(Saved entries)
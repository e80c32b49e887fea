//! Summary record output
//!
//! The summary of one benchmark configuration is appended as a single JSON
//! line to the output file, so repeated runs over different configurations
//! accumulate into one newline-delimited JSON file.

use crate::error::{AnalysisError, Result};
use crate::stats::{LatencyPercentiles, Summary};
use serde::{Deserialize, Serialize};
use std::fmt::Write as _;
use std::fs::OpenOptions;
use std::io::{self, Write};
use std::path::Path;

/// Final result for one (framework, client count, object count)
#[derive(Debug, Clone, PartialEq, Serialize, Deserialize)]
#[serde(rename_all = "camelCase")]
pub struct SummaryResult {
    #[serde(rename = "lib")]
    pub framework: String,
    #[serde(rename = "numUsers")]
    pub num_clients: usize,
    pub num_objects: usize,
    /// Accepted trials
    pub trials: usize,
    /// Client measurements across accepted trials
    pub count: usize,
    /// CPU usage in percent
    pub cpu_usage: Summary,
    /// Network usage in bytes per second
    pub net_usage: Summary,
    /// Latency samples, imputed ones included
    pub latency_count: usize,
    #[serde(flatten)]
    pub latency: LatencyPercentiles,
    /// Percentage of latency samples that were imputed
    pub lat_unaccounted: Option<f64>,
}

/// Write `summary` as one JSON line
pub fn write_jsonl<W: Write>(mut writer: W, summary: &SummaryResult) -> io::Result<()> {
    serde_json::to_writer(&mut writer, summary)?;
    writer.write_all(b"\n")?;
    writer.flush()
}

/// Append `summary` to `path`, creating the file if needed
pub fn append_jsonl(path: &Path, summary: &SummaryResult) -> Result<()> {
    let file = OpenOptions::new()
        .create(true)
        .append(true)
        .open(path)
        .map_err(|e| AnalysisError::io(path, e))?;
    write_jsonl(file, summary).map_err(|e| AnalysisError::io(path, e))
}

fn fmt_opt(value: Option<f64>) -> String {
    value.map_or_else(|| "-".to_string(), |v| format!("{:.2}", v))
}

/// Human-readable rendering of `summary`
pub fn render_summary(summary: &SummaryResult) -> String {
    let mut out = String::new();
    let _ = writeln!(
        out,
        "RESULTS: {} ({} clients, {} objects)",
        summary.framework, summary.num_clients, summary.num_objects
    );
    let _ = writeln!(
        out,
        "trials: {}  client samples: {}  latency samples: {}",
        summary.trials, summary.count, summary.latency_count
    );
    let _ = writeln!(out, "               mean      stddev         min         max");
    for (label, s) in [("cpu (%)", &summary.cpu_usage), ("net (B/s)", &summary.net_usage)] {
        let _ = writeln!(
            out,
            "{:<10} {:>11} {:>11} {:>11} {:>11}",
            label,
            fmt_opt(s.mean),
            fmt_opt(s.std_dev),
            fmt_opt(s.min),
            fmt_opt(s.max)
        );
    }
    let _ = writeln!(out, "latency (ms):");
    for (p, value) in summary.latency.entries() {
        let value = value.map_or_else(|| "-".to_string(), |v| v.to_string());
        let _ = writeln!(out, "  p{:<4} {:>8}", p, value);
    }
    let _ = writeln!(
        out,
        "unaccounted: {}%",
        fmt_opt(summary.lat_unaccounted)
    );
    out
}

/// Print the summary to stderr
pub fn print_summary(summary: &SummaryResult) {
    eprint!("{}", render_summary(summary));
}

---

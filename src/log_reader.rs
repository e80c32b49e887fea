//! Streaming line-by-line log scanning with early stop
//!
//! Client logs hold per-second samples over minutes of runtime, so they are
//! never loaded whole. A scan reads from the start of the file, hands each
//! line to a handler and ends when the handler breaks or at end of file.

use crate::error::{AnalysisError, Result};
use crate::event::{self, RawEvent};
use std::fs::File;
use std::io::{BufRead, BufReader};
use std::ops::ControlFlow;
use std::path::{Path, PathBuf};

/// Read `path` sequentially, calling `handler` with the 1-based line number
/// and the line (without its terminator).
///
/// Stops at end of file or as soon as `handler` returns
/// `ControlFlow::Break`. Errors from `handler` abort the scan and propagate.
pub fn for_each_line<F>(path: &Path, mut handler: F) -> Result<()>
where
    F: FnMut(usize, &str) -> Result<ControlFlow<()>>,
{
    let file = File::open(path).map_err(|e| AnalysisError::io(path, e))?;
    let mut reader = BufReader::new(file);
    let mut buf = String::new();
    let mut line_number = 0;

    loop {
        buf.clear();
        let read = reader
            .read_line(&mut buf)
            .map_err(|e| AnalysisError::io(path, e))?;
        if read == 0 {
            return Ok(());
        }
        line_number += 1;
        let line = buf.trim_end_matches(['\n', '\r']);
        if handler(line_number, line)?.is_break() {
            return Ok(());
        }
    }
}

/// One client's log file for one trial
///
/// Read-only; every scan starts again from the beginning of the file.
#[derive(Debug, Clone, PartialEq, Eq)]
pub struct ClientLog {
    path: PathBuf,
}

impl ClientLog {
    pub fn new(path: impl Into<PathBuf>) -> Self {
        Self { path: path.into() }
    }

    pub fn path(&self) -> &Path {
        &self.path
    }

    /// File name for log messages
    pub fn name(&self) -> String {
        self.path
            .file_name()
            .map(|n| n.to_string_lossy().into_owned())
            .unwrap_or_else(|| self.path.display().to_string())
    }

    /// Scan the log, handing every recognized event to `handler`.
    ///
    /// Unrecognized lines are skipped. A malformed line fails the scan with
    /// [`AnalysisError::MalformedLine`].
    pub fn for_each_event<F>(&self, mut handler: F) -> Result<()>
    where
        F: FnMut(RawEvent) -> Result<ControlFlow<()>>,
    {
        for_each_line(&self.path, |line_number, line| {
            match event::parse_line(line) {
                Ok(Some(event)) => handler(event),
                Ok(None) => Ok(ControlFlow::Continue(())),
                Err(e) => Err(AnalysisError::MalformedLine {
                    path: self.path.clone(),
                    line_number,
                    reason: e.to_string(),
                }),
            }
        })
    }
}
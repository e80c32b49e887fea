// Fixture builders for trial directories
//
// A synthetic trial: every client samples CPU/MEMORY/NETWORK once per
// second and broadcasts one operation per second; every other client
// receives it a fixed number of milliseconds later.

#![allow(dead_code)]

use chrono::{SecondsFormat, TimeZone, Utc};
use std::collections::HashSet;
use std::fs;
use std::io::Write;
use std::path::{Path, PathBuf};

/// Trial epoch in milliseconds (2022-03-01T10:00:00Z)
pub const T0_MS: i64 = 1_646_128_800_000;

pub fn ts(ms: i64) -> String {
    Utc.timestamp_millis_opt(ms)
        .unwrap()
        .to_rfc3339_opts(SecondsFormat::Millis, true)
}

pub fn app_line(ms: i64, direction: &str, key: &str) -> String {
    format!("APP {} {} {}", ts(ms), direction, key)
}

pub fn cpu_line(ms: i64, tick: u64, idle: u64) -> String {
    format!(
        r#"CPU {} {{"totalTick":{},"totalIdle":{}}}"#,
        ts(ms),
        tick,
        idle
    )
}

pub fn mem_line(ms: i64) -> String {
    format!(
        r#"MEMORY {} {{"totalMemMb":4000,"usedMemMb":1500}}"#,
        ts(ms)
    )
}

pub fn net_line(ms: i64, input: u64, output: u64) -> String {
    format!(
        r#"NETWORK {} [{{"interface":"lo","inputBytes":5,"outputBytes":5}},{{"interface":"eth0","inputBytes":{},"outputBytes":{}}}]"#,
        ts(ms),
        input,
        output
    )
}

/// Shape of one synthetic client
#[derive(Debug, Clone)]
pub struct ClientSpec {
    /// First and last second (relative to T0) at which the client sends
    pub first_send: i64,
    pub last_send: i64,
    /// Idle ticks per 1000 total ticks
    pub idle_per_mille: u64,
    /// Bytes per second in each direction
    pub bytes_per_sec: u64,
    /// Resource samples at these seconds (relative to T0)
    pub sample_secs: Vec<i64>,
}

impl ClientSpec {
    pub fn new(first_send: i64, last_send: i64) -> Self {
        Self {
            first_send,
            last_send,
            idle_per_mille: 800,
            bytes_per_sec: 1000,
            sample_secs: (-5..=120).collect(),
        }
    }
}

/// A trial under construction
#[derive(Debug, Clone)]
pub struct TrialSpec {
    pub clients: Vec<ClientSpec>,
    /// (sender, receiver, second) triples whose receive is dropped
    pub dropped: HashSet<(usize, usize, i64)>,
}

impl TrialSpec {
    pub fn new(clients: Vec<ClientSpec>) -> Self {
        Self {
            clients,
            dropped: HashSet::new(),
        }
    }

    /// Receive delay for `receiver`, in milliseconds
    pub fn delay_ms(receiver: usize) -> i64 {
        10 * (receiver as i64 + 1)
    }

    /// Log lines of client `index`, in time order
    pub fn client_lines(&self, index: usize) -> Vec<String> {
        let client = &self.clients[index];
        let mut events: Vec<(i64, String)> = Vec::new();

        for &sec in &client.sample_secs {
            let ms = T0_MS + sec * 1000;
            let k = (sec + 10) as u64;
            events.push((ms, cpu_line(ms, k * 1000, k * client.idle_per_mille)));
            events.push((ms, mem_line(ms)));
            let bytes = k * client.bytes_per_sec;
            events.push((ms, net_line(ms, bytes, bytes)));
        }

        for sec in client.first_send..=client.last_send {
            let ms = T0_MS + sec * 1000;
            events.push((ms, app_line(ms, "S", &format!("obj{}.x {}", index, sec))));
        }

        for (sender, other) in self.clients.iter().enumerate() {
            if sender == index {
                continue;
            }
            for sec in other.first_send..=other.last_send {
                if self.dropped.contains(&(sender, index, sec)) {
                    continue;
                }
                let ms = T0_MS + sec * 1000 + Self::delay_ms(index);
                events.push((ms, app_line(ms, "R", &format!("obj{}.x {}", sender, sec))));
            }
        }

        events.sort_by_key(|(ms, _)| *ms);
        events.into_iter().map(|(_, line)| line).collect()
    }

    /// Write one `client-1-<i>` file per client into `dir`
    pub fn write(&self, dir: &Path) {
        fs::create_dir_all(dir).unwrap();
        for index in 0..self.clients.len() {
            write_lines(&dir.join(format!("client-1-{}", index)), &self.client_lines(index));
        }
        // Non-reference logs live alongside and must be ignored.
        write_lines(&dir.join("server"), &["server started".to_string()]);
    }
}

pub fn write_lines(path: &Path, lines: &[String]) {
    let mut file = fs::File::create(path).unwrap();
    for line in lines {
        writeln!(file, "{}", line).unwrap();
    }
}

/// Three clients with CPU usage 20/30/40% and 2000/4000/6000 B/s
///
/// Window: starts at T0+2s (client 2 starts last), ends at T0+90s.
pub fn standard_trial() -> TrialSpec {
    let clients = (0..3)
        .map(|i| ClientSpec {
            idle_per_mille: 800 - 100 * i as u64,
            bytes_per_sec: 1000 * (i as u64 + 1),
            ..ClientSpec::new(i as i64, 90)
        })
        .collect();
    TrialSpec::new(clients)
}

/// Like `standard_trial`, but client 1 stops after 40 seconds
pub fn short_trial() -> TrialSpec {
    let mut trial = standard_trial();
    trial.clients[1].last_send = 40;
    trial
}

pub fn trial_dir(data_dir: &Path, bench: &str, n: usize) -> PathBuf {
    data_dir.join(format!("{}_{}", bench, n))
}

Work required:
Extract every line above that contains the word "crate".

Answer to this problem:
use crate::error::{AnalysisError, Result};
use crate::stats::{LatencyPercentiles, Summary};
use crate::error::{AnalysisError, Result};
use crate::event::{self, RawEvent};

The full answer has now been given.